Ils étaient tous là, ou presque. Seuls les présidents sénégalais Macky Sall et capverdien Jorge Carlos de Almeida Fonseca, n’avaient pas fait le déplacement, samedi, à Abuja, pour la 55e session ordinaire de la conférence des chefs d’État et de gouvernement de la Communauté économique des États de l’Afrique de l’Ouest (Cedeao).
Si cette session a vu le passage de relais entre le nigérian Muhammadu Buhari et le nigérien Mahamadou Issoufou pour la présidence de la Cedeao pour l’année à venir, c’est surtout le projet d’union monétaire ouest-africaine qui a retenu l’attention. Et sur ce point, les chefs d’État ont entériné l’essentiel des conclusions de la réunion des ministres et gouverneurs des banques centrales des 17 et 18 juin à Abidjan.
Un nom et un calendrier
« Eco a été adopté comme le nom de la monnaie unique de la Cedeao » et devrait donc entrer en vigueur en 2020 dans les quinze États de l’espace Cedeao. Véritable serpent de mer, ce projet a cependant été repoussé à maintes reprises depuis 1983.
Les obstacles sont en effet nombreux.

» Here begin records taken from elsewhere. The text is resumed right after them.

use std::marker::PhantomData;
use std::sync::Arc;
use std::thread::{self, ThreadId};

use crate::{Fence, GlBackend, GlError};

#[derive(Debug, Clone, Copy, PartialEq, Eq, Hash, PartialOrd, Ord)]
pub struct ContextId(pub u64);

#[derive(Debug, Clone, Copy, PartialEq, Eq, Hash)]
pub enum ContextPurpose {
    /// The compositing thread's context, bound to the presentation surface.
    Compositing,
    /// Offscreen context used to rasterize tiles.
    Painting,
}

/// A GL context bound to the thread that created it.
pub struct GlContext {
    id: ContextId,
    purpose: ContextPurpose,
    owner: ThreadId,
    backend: Arc<dyn GlBackend>,
    // Keeps the context on its owning thread.
    _not_send: PhantomData<*const ()>,
}

impl GlContext {
    pub(crate) fn new(id: ContextId, purpose: ContextPurpose, backend: Arc<dyn GlBackend>) -> Self {
        Self {
            id,
            purpose,
            owner: thread::current().id(),
            backend,
            _not_send: PhantomData,
        }
    }

    pub fn id(&self) -> ContextId {
        self.id
    }

    pub fn purpose(&self) -> ContextPurpose {
        self.purpose
    }

    pub fn owner(&self) -> ThreadId {
        self.owner
    }

    fn check_owner(&self) -> Result<(), GlError> {
        if thread::current().id() != self.owner {
            debug_assert!(false, "GL context {:?} used off its owning thread", self.id);
            return Err(GlError::WrongThread(self.id));
        }
        Ok(())
    }

    pub fn make_context_current(&self) -> bool {
        let result = self
            .check_owner()
            .and_then(|()| self.backend.make_current(self.id));
        match result {
            Ok(()) => true,
            Err(error) => {
                tracing::warn!(context = ?self.id, %error, "make current failed");
                false
            }
        }
    }

    pub fn create_fence(&self) -> Result<Fence, GlError> {
        self.check_owner()?;
        self.backend.create_fence(self.id)
    }

    pub fn server_wait(&self, fence: &Fence) -> Result<(), GlError> {
        self.check_owner()?;
        if fence.is_signaled() {
            return Ok(());
        }
        self.backend.server_wait(self.id, fence)
    }

    pub fn swap_buffers(&self) -> Result<(), GlError> {
        self.check_owner()?;
        self.backend.swap_buffers(self.id)
    }
}

impl Drop for GlContext {
    fn drop(&mut self) {
        self.backend.destroy_context(self.id);
    }
}

impl std::fmt::Debug for GlContext {
    fn fmt(&self, formatter: &mut std::fmt::Formatter<'_>) -> std::fmt::Result {
        formatter
            .debug_struct("GlContext")
            .field("id", &self.id)
            .field("purpose", &self.purpose)
            .field("owner", &self.owner)
            .finish()
    }
}
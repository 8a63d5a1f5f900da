mod cli;
mod commands;
mod config;
mod engine;
mod enums;
mod paths;
mod progress;
mod remote;
mod resource;
mod state;
mod ui;

use anyhow::Result;
use clap::{CommandFactory, Parser};
use clap_complete::generate;
use cli::{Cli, Command};
use commands::apply::ApplyOptions;
use std::io;

/// Global context for the application
pub struct Context {
    pub verbose: u8,
    pub quiet: bool,
    /// Explicit configuration file, if given
    pub config: Option<String>,
}

fn main() -> Result<()> {
    let cli = Cli::parse();

    // Initialize logging based on verbosity
    let log_level = match cli.verbose {
        0 => log::LevelFilter::Warn,
        1 => log::LevelFilter::Info,
        2 => log::LevelFilter::Debug,
        _ => log::LevelFilter::Trace,
    };

    env_logger::Builder::new()
        .filter_level(if cli.quiet {
            log::LevelFilter::Error
        } else {
            log_level
        })
        .format_timestamp(None)
        .init();

    let ctx = Context {
        verbose: cli.verbose,
        quiet: cli.quiet,
        config: cli.config,
    };

    match cli.command {
        Command::Validate(args) => commands::validate::run(&ctx, args.target.as_deref()),
        Command::Plan(args) => commands::plan::run(&ctx, args.target.as_deref()),
        Command::Apply(args) => commands::apply::run(
            &ctx,
            args.target.as_deref(),
            &ApplyOptions {
                dry_run: args.dry_run,
                yes: args.yes,
                jobs: args.jobs,
                lock_timeout: args.lock_timeout,
            },
        ),
        Command::State => commands::state::run(&ctx),
        Command::Completions { shell } => {
            let mut cmd = Cli::command();
            generate(shell, &mut cmd, "bunnyform", &mut io::stdout());
            Ok(())
        }
    }
}
//! bunny.net resource kinds
//!
//! Zones and pull zones are entities of their own. DNS records and pull
//! zone hostnames are stored inside their parent, so writing one is a
//! read-modify-write of the parent record. Parent and children therefore
//! share the parent's lock key.

mod dns_record;
mod dns_zone;
mod pullzone;
mod pullzone_hostname;

pub use dns_record::DnsRecord;
pub use dns_zone::DnsZone;
pub use pullzone::Pullzone;
pub use pullzone_hostname::PullzoneHostname;

use declarative::{
    Attributes, BoxedResource, ConstraintSet, EntityKey, EnumRegistry, Field, Location, Resource,
    ResourceSchema, ResourceState, Rule, RuleError, Value, Violation,
};
use std::collections::BTreeMap;

use crate::state::{ManagedResource, ProviderState, displaced_id};

/// Every resource type, in the order parents precede children
pub const RESOURCE_TYPES: [&str; 4] = [
    dns_zone::TYPE,
    dns_record::TYPE,
    pullzone::TYPE,
    pullzone_hostname::TYPE,
];

/// Types stored as entities of their own
pub const ENTITY_TYPES: [&str; 2] = [dns_zone::TYPE, pullzone::TYPE];

pub fn zone_lock(domain: &str) -> EntityKey {
    EntityKey::Name(format!("{}/{domain}", dns_zone::TYPE))
}

pub fn pullzone_lock(name: &str) -> EntityKey {
    EntityKey::Name(format!("{}/{name}", pullzone::TYPE))
}

/// Schema requirements first, then the resource's rules
fn check<C>(
    rules: &ConstraintSet<C>,
    schema: &ResourceSchema,
    config: &C,
    attributes: &Attributes,
) -> Result<Vec<Violation>, RuleError> {
    let mut violations = schema.missing_required(attributes);
    violations.extend(rules.validate(config)?);
    Ok(violations)
}

/// Rule rejecting display names the registry does not know
fn known_enum<C: 'static>(field: Field<C, String>, registry: &'static EnumRegistry) -> Rule<C> {
    Rule::new(field.name(), move |config: &C| {
        Ok(match field.get(config) {
            Value::Known(v) => match registry.to_wire(v) {
                Ok(_) => Vec::new(),
                Err(e) => vec![Violation::new(field.path(), "Invalid value", e.to_string())],
            },
            Value::Null | Value::Unknown => Vec::new(),
        })
    })
}

// ============================================================================
// Managed State
// ============================================================================

/// What the state file remembers about a resource
pub fn managed(resource: &dyn Resource) -> ManagedResource {
    ManagedResource {
        resource_type: resource.resource_type().to_string(),
        location: resource.location(),
        lock_key: resource.lock_key(),
    }
}

/// A managed resource that is no longer configured
///
/// Its desired state is absence, so planning it yields a deletion.
#[derive(Debug)]
pub struct Orphan {
    id: String,
    resource_type: &'static str,
    managed: ManagedResource,
}

impl Orphan {
    pub fn new(id: impl Into<String>, managed: ManagedResource) -> Self {
        let resource_type = RESOURCE_TYPES
            .into_iter()
            .find(|t| *t == managed.resource_type)
            .unwrap_or("unknown");
        Self {
            id: id.into(),
            resource_type,
            managed,
        }
    }
}

impl Resource for Orphan {
    fn id(&self) -> String {
        self.id.clone()
    }

    fn description(&self) -> String {
        format!("{} (no longer configured)", self.managed.location)
    }

    fn resource_type(&self) -> &'static str {
        self.resource_type
    }

    fn location(&self) -> Location {
        self.managed.location.clone()
    }

    fn lock_key(&self) -> Option<EntityKey> {
        self.managed.lock_key.clone()
    }

    fn desired_state(&self) -> ResourceState {
        ResourceState::Absent
    }
}

/// Resources to plan: the configured ones plus orphans from the state
///
/// A configured resource that now lives somewhere else leaves an orphan at
/// its previous location, addressed by [`displaced_id`].
pub fn with_orphans(configured: Vec<BoxedResource>, state: &ProviderState) -> Vec<BoxedResource> {
    let locations: BTreeMap<String, Location> =
        configured.iter().map(|r| (r.id(), r.location())).collect();
    let mut resources = configured;
    for (id, managed) in &state.resources {
        match locations.get(id) {
            None => {
                log::debug!("{id} is managed but no longer configured");
                resources.push(Box::new(Orphan::new(id, managed.clone())));
            }
            Some(location) if *location != managed.location => {
                log::debug!("{id} moved from {} to {location}", managed.location);
                resources.push(Box::new(Orphan::new(
                    displaced_id(id, &managed.location),
                    managed.clone(),
                )));
            }
            Some(_) => {}
        }
    }
    resources
}

/// Managed-state entries for every resource, keyed by id
pub fn managed_index(resources: &[BoxedResource]) -> BTreeMap<String, ManagedResource> {
    resources
        .iter()
        .map(|r| (r.id(), managed(r.as_ref())))
        .collect()
}
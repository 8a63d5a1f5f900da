//! Apply context and caller-provided callbacks
//!
//! The executor reports progress and asks for confirmation through these
//! traits, so the crate carries no dependency on a particular terminal UI.

use crate::remote::RemoteClient;
use crate::types::ApplyResult;
use anyhow::Result;

/// Progress callback for execution operations
pub trait ProgressCallback: Send {
    /// Called when starting to apply a batch of resources
    fn on_batch_start(&mut self, count: usize, stage: &str);

    /// Called when starting to apply a single resource
    fn on_resource_start(&mut self, id: &str, description: &str);

    /// Called when a resource application completes
    fn on_resource_complete(&mut self, id: &str, result: &ApplyResult);

    /// Called when a batch completes
    fn on_batch_complete(&mut self);
}

/// Confirmation callback for user interaction
pub trait ConfirmCallback: Send {
    /// Ask the user to confirm an action; `true` proceeds
    fn confirm(&mut self, prompt: &str) -> Result<bool>;
}

/// No-op progress callback
pub struct NoProgress;

impl ProgressCallback for NoProgress {
    fn on_batch_start(&mut self, _count: usize, _stage: &str) {}
    fn on_resource_start(&mut self, _id: &str, _description: &str) {}
    fn on_resource_complete(&mut self, _id: &str, _result: &ApplyResult) {}
    fn on_batch_complete(&mut self) {}
}

/// Auto-confirm callback (always returns true)
pub struct AutoConfirm;

impl ConfirmCallback for AutoConfirm {
    fn confirm(&mut self, _prompt: &str) -> Result<bool> {
        Ok(true)
    }
}

/// Auto-decline callback (always returns false)
pub struct AutoDecline;

impl ConfirmCallback for AutoDecline {
    fn confirm(&mut self, _prompt: &str) -> Result<bool> {
        Ok(false)
    }
}

/// Context passed to resource apply operations
#[derive(Clone, Copy)]
pub struct ApplyContext<'a> {
    /// Whether this is a dry run (no actual changes)
    pub dry_run: bool,
    /// Whether to output verbose information
    pub verbose: bool,
    /// Store the resource is written to
    pub remote: &'a dyn RemoteClient,
}

impl<'a> ApplyContext<'a> {
    pub fn new(remote: &'a dyn RemoteClient) -> Self {
        Self {
            dry_run: false,
            verbose: false,
            remote,
        }
    }

    #[must_use]
    pub const fn dry_run(mut self, dry_run: bool) -> Self {
        self.dry_run = dry_run;
        self
    }

    #[must_use]
    pub const fn verbose(mut self, verbose: bool) -> Self {
        self.verbose = verbose;
        self
    }
}
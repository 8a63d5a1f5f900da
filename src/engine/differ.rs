//! Plan display

use colored::{ColoredString, Colorize};
use declarative::{Action, AttributeChange, ChangeKind, ExecutionPlan, ResourceDiff, group_by_type};

use crate::resource::RESOURCE_TYPES;
use crate::ui;

fn type_heading(resource_type: &str) -> &str {
    match resource_type {
        "dns_zone" => "DNS zones",
        "dns_record" => "DNS records",
        "pullzone" => "Pull zones",
        "pullzone_hostname" => "Pull zone hostnames",
        other => other,
    }
}

fn symbol(action: Action) -> ColoredString {
    match action {
        Action::Create => "+".green(),
        Action::Update => "~".yellow(),
        Action::Delete => "-".red(),
    }
}

/// One attribute line of a resource diff
fn change_line(change: &AttributeChange) -> String {
    match change.kind {
        ChangeKind::Added => format!("+ {} = {}", change.name, change.new),
        ChangeKind::Removed => format!("- {} = {}", change.name, change.old),
        ChangeKind::Modified | ChangeKind::KnownAfterApply => {
            format!("~ {}: {} → {}", change.name, change.old, change.new)
        }
    }
}

/// The one-line verdict closing a plan
pub fn summary_line(plan: &ExecutionPlan) -> String {
    let summary = plan.summary();
    let mut line = format!(
        "Plan: {} to add, {} to change, {} to destroy",
        summary.additions, summary.modifications, summary.removals
    );
    if summary.deferred > 0 {
        line.push_str(&format!(" ({} known after apply)", ui::plural(summary.deferred, "value")));
    }
    line
}

fn display_resource(diff: &ResourceDiff) {
    println!(
        "│   {} {:<32} {}",
        symbol(diff.action),
        diff.resource_id,
        diff.description.dimmed()
    );
    // Deletions only name the resource
    if diff.action == Action::Delete {
        return;
    }
    for change in &diff.changes {
        let line = change_line(change);
        if change.kind == ChangeKind::KnownAfterApply {
            println!("│       {}", line.cyan());
        } else {
            println!("│       {}", line.dimmed());
        }
    }
}

/// Display a plan in a user-friendly format
pub fn display_plan(plan: &ExecutionPlan) {
    for failure in &plan.failures {
        ui::error(&format!("{}: could not be planned: {}", failure.resource_id, failure.error));
    }

    if plan.is_empty() {
        println!();
        println!("  {} No changes. Remote matches the configuration.", "✓".green());
        return;
    }

    let groups = group_by_type(plan.diffs());
    let mut types: Vec<&String> = groups.keys().collect();
    types.sort_by_key(|t| {
        RESOURCE_TYPES
            .iter()
            .position(|known| *known == t.as_str())
            .unwrap_or(RESOURCE_TYPES.len())
    });

    println!();
    println!(
        "┌─ {} ─────────────────────────────────────────┐",
        "Execution Plan".bold()
    );
    println!("│");
    for resource_type in types {
        println!("│ {}", type_heading(resource_type).bold());
        for diff in &groups[resource_type] {
            display_resource(diff);
        }
        println!("│");
    }
    println!("├─────────────────────────────────────────────────────┤");
    println!("│ {}", summary_line(plan).bold());
    println!("└─────────────────────────────────────────────────────┘");
}
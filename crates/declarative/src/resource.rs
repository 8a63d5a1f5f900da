//! Resource trait for remote reconciliation
//!
//! A Resource is one configured remote object. It knows where it lives
//! ([`Location`]), which entity lock serializes its writes, how to project
//! its configuration into [`Attributes`], and which rules the configuration
//! has to satisfy.

use crate::constraint::{RuleError, Violation};
use crate::context::ApplyContext;
use crate::diff::Action;
use crate::lock::EntityKey;
use crate::remote::{Location, RemoteClient};
use crate::semantic::SemanticEquality;
use crate::types::{ApplyResult, ResourceState};
use crate::value::{Attributes, Record};
use anyhow::{Result, bail};
use std::fmt;

/// Core trait for reconciled resources
///
/// Implementors provide identity, location and desired state. Reading,
/// writing, and the default codec (attribute text stored verbatim) come for
/// free; override [`Resource::encode`] and [`Resource::decode`] when the
/// remote stores some attributes differently, e.g. enums as integers.
///
/// # Example
///
/// ```
/// use declarative::{Attributes, Location, Resource, ResourceState, Value};
///
/// #[derive(Debug)]
/// struct Tag { name: String }
///
/// impl Resource for Tag {
///     fn id(&self) -> String { format!("tag.{}", self.name) }
///     fn description(&self) -> String { format!("Tag {}", self.name) }
///     fn resource_type(&self) -> &'static str { "tag" }
///     fn location(&self) -> Location { Location::entity("tag", &self.name) }
///     fn desired_state(&self) -> ResourceState {
///         ResourceState::Present(Attributes::new().with("name", Value::Known(self.name.clone())))
///     }
/// }
/// ```
pub trait Resource: Send + Sync + fmt::Debug {
    /// Unique address of this resource, e.g. `dns_record.www`
    fn id(&self) -> String;

    /// Human-readable description
    fn description(&self) -> String;

    /// Resource type, used for grouping and target filters
    fn resource_type(&self) -> &'static str;

    /// Where the resource is stored remotely
    fn location(&self) -> Location;

    /// Entity lock held while this resource is written
    ///
    /// Resources that read-modify-write a shared parent must return the
    /// parent's key.
    fn lock_key(&self) -> Option<EntityKey> {
        None
    }

    fn desired_state(&self) -> ResourceState;

    /// Check the configuration against the resource's rules
    fn validate(&self) -> Result<Vec<Violation>, RuleError> {
        Ok(Vec::new())
    }

    /// Semantic comparator for an attribute, if its values follow a grammar
    fn comparator(&self, _attribute: &str) -> Option<&'static dyn SemanticEquality> {
        None
    }

    /// Convert desired attributes into the remote record
    fn encode(&self, attributes: &Attributes) -> Result<Record> {
        Ok(attributes.to_record()?)
    }

    /// Convert a remote record into comparable attributes
    fn decode(&self, record: Record) -> Result<Attributes> {
        Ok(Attributes::from_record(record))
    }

    /// Fetch the raw record at this resource's location
    fn read(&self, remote: &dyn RemoteClient) -> Result<Option<Record>> {
        self.location().read(remote)
    }

    /// Store `record` at this resource's location, or remove it on `None`
    fn write(&self, remote: &dyn RemoteClient, record: Option<Record>) -> Result<()> {
        self.location().write(remote, record)
    }

    /// Read the current state from the remote
    fn current_state(&self, remote: &dyn RemoteClient) -> Result<ResourceState> {
        match self.read(remote)? {
            Some(record) => Ok(ResourceState::Present(self.decode(record)?)),
            None => Ok(ResourceState::Absent),
        }
    }

    /// Converge the remote for a planned action
    ///
    /// The executor holds [`Resource::lock_key`] around this call.
    fn apply(&self, ctx: &ApplyContext, action: Action) -> Result<ApplyResult> {
        if ctx.dry_run {
            return Ok(ApplyResult::Skipped {
                reason: "Dry run".into(),
            });
        }
        match action {
            Action::Create | Action::Update => {
                let ResourceState::Present(attributes) = self.desired_state() else {
                    bail!("{} has no desired attributes to write", self.id());
                };
                let record = self.encode(&attributes)?;
                self.write(ctx.remote, Some(record))?;
                Ok(if action == Action::Create {
                    ApplyResult::Created
                } else {
                    ApplyResult::Modified
                })
            }
            Action::Delete => {
                self.write(ctx.remote, None)?;
                Ok(ApplyResult::Removed)
            }
        }
    }
}

/// A boxed resource for type-erased storage
pub type BoxedResource = Box<dyn Resource>;
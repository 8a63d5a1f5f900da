//! Error type for the reconciliation layer
//!
//! Trait boundaries ([`crate::Resource`], [`crate::RemoteClient`]) return
//! `anyhow::Result` so implementors can attach their own context. The
//! operations defined in this crate return [`Error`].

use crate::constraint::RuleError;
use crate::lock::LockError;
use crate::registry::NotFoundError;
use crate::semantic::ComparisonError;
use thiserror::Error;

#[derive(Debug, Error)]
pub enum Error {
    #[error("attribute `{attribute}` is not known until apply and cannot be persisted")]
    UnknownValue { attribute: String },

    #[error("{kind} `{id}` does not exist; create it before its {collection}")]
    ParentMissing {
        kind: String,
        id: String,
        collection: String,
    },

    #[error(transparent)]
    Comparison(#[from] ComparisonError),

    #[error(transparent)]
    Lock(#[from] LockError),

    #[error(transparent)]
    Rule(#[from] RuleError),

    #[error(transparent)]
    NotFound(#[from] NotFoundError),
}

pub type Result<T> = std::result::Result<T, Error>;
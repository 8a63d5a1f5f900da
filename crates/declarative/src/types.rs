//! Core types for reconciliation

use crate::constraint::Violation;
use crate::value::Attributes;
use serde::{Deserialize, Serialize};
use std::time::Duration;

/// Current or desired state of a resource
#[derive(Debug, Clone, PartialEq)]
pub enum ResourceState {
    /// Resource exists with these attributes
    Present(Attributes),
    /// Resource does not exist
    Absent,
}

impl ResourceState {
    pub const fn is_present(&self) -> bool {
        matches!(self, Self::Present(_))
    }

    pub const fn is_absent(&self) -> bool {
        matches!(self, Self::Absent)
    }

    pub const fn attributes(&self) -> Option<&Attributes> {
        match self {
            Self::Present(attrs) => Some(attrs),
            Self::Absent => None,
        }
    }
}

/// Result of applying a resource
#[derive(Debug, Clone, PartialEq, Eq, Serialize, Deserialize)]
pub enum ApplyResult {
    /// No changes needed
    NoChange,
    /// Resource was created
    Created,
    /// Resource was modified
    Modified,
    /// Resource was removed
    Removed,
    /// Configuration broke one or more rules; nothing was sent
    Invalid { violations: Vec<Violation> },
    /// Apply failed
    Failed { error: String },
    /// Apply was skipped
    Skipped { reason: String },
}

impl ApplyResult {
    /// Check if the result represents success
    pub const fn is_success(&self) -> bool {
        !matches!(self, Self::Failed { .. } | Self::Invalid { .. })
    }

    /// Check if the result represents a change
    pub const fn is_change(&self) -> bool {
        matches!(self, Self::Created | Self::Modified | Self::Removed)
    }
}

/// Result of one resource, keyed by its id
#[derive(Debug, Clone, PartialEq, Eq, Serialize, Deserialize)]
pub struct Outcome {
    pub resource_id: String,
    pub result: ApplyResult,
}

/// Summary of execution results
#[derive(Debug, Clone, Default, Serialize, Deserialize)]
pub struct ExecuteSummary {
    pub created: usize,
    pub modified: usize,
    pub removed: usize,
    pub skipped: usize,
    pub invalid: usize,
    pub failed: usize,
    pub no_change: usize,
    /// Per-resource results in completion order
    #[serde(default)]
    pub outcomes: Vec<Outcome>,
}

impl ExecuteSummary {
    /// Total number of actual changes made
    pub const fn total_changes(&self) -> usize {
        self.created + self.modified + self.removed
    }

    /// Check if execution was fully successful
    pub const fn is_success(&self) -> bool {
        self.failed == 0 && self.invalid == 0
    }

    /// Total number of resources processed
    pub const fn total(&self) -> usize {
        self.created
            + self.modified
            + self.removed
            + self.skipped
            + self.invalid
            + self.failed
            + self.no_change
    }

    /// Merge another summary into this one
    pub fn merge(&mut self, other: Self) {
        self.created += other.created;
        self.modified += other.modified;
        self.removed += other.removed;
        self.skipped += other.skipped;
        self.invalid += other.invalid;
        self.failed += other.failed;
        self.no_change += other.no_change;
        self.outcomes.extend(other.outcomes);
    }

    /// Count a result without recording its outcome
    pub const fn add_result(&mut self, result: &ApplyResult) {
        match result {
            ApplyResult::NoChange => self.no_change += 1,
            ApplyResult::Created => self.created += 1,
            ApplyResult::Modified => self.modified += 1,
            ApplyResult::Removed => self.removed += 1,
            ApplyResult::Invalid { .. } => self.invalid += 1,
            ApplyResult::Failed { .. } => self.failed += 1,
            ApplyResult::Skipped { .. } => self.skipped += 1,
        }
    }

    /// Count a result and keep it as an outcome
    pub fn record(&mut self, resource_id: String, result: ApplyResult) {
        self.add_result(&result);
        self.outcomes.push(Outcome {
            resource_id,
            result,
        });
    }
}

/// Options for execution
#[derive(Debug, Clone)]
pub struct ExecuteOptions {
    /// Don't make changes, just show what would happen
    pub dry_run: bool,
    /// Number of parallel jobs
    pub jobs: usize,
    /// Verbose output
    pub verbose: bool,
    /// Give up on a contended entity lock after this long; wait forever if unset
    pub lock_timeout: Option<Duration>,
}

impl Default for ExecuteOptions {
    fn default() -> Self {
        Self {
            dry_run: false,
            jobs: 4,
            verbose: false,
            lock_timeout: None,
        }
    }
}
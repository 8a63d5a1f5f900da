//! Desired-state configuration
//!
//! One TOML file declares every managed resource, keyed by resource type and
//! then by a local address name:
//!
//! ```toml
//! [dns_zone.main]
//! domain = "example.com"
//!
//! [dns_record.www]
//! zone = "example.com"
//! type = "CNAME"
//! name = "www"
//! value = "cdn.example.net"
//! ```
//!
//! Attribute values may be written as `"(known after apply)"` when they are
//! produced by another system and not yet available.

use anyhow::{Context, Result};
use declarative::{BoxedResource, Value};
use serde::Deserialize;
use std::collections::{BTreeMap, BTreeSet};
use std::fs;
use std::path::{Path, PathBuf};

use crate::paths;
use crate::resource::{DnsRecord, DnsZone, Pullzone, PullzoneHostname};

/// Default configuration file name inside the config directory
pub const CONFIG_FILE: &str = "bunnyform.toml";

#[derive(Debug, Default, Deserialize)]
#[serde(deny_unknown_fields)]
pub struct DesiredConfig {
    #[serde(default)]
    pub dns_zone: BTreeMap<String, DnsZoneConfig>,
    #[serde(default)]
    pub dns_record: BTreeMap<String, DnsRecordConfig>,
    #[serde(default)]
    pub pullzone: BTreeMap<String, PullzoneConfig>,
    #[serde(default)]
    pub pullzone_hostname: BTreeMap<String, PullzoneHostnameConfig>,
}

// ============================================================================
// Resource Configurations
// ============================================================================

#[derive(Debug, Clone, Default, Deserialize)]
#[serde(deny_unknown_fields)]
pub struct DnsZoneConfig {
    pub domain: String,
    #[serde(default)]
    pub nameserver_custom: Value<bool>,
    #[serde(default)]
    pub nameserver1: Value<String>,
    #[serde(default)]
    pub nameserver2: Value<String>,
    #[serde(default)]
    pub soa_email: Value<String>,
    #[serde(default)]
    pub log_enabled: Value<bool>,
    #[serde(default)]
    pub log_anonymized: Value<bool>,
    #[serde(default)]
    pub log_anonymized_style: Value<String>,
}

#[derive(Debug, Clone, Default, Deserialize)]
#[serde(deny_unknown_fields)]
pub struct DnsRecordConfig {
    /// Domain of the zone the record lives in
    pub zone: String,
    #[serde(rename = "type", default)]
    pub record_type: Value<String>,
    #[serde(default)]
    pub name: Value<String>,
    #[serde(default)]
    pub value: Value<String>,
    #[serde(default)]
    pub ttl: Value<u32>,
    #[serde(default)]
    pub priority: Value<u16>,
    #[serde(default)]
    pub weight: Value<u16>,
    #[serde(default)]
    pub port: Value<u16>,
    /// Pull zone a `PullZone` record points at
    #[serde(default)]
    pub link_name: Value<String>,
}

#[derive(Debug, Clone, Default, Deserialize)]
#[serde(deny_unknown_fields)]
pub struct PullzoneConfig {
    pub name: String,
    #[serde(default)]
    pub origin_url: Value<String>,
    #[serde(default)]
    pub cache_vary: Value<BTreeSet<String>>,
    #[serde(default)]
    pub optimizer_image_format: Value<String>,
}

#[derive(Debug, Clone, Default, Deserialize)]
#[serde(deny_unknown_fields)]
pub struct PullzoneHostnameConfig {
    /// Name of the pull zone serving this hostname
    pub pullzone: String,
    #[serde(default)]
    pub name: Value<String>,
    #[serde(default)]
    pub tls_enabled: Value<bool>,
    #[serde(default)]
    pub force_ssl: Value<bool>,
}

// ============================================================================
// Loading
// ============================================================================

impl DesiredConfig {
    /// Resolve the configuration path: explicit flag, else the config dir
    pub fn path(explicit: Option<&str>) -> Result<PathBuf> {
        match explicit {
            Some(path) => Ok(paths::expand(path)),
            None => Ok(paths::config_dir()?.join(CONFIG_FILE)),
        }
    }

    pub fn load(path: &Path) -> Result<Self> {
        let content = fs::read_to_string(path)
            .with_context(|| format!("Could not read config file: {}", path.display()))?;
        let config = Self::parse(&content)
            .with_context(|| format!("Invalid config file: {}", path.display()))?;
        log::debug!(
            "Loaded {} resources from {}",
            config.len(),
            path.display()
        );
        Ok(config)
    }

    pub fn parse(content: &str) -> Result<Self> {
        Ok(toml::from_str(content)?)
    }

    /// Number of declared resources
    pub fn len(&self) -> usize {
        self.dns_zone.len() + self.dns_record.len() + self.pullzone.len() + self.pullzone_hostname.len()
    }

    pub fn is_empty(&self) -> bool {
        self.len() == 0
    }

    /// Every declared resource, parents first
    pub fn resources(&self) -> Vec<BoxedResource> {
        let mut resources: Vec<BoxedResource> = Vec::with_capacity(self.len());
        for (address, config) in &self.dns_zone {
            resources.push(Box::new(DnsZone::new(address, config.clone())));
        }
        for (address, config) in &self.dns_record {
            resources.push(Box::new(DnsRecord::new(address, config.clone())));
        }
        for (address, config) in &self.pullzone {
            resources.push(Box::new(Pullzone::new(address, config.clone())));
        }
        for (address, config) in &self.pullzone_hostname {
            resources.push(Box::new(PullzoneHostname::new(address, config.clone())));
        }
        resources
    }
}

Pour ce faire, huit pays devront en effet abandonner le franc CFA et sept autres leur monnaie nationale. Dans son communiqué final, le sommet « réaffirme l’approche graduée (pour l’adoption) de la monnaie unique en commençant par les pays qui atteignent les critères de convergence ».
Parmi ceux-ci, les principaux sont la création de réserves de change couvrant au moins trois mois d’importations ; un déficit budgétaire inférieur à 3 % du PIB ou encore une inflation inférieure à 10 %.
Première échéance : 29 octobre 2019
Concrétisation du rêve des panafricanistes partisans de l’abandon du franc CFA, l’adoption de la future monnaie unique ouest-africaine devra cependant faire face à de nombreux obstacles. Selon le document issu de la réunion de mi-juin à Abidjan, le modèle de la future banque centrale devrait être fédéral et le régime de change retenu sera flexible, avec un ciblage de l’inflation globale comme cadre de politique monétaire. Par ailleurs, les pays ont jusqu’au 29 octobre pour transmettre à la Commission de la Cedeao leurs programmes pluriannuels de convergence pour la période 2020-2024.
Certains experts doutent pourtant de la capacité des États à respecter ces critères de convergence. Selon certains analystes, la création d’une monnaie unique apparaît comme prématurée et aurait des conséquences incertaines. « Ce serait se lancer dans le vide », considère ainsi Ndongo Samba Sylla, économiste à Dakar au sein de la fondation Rosa Luxembourg. De son côté, Abdourahmane Sarr, ancien expert monétaire au Fonds monétaire international, estime pour sa part qu’il « s’agit d’un choix politique » avec « les conséquences à subir par les générations futures. »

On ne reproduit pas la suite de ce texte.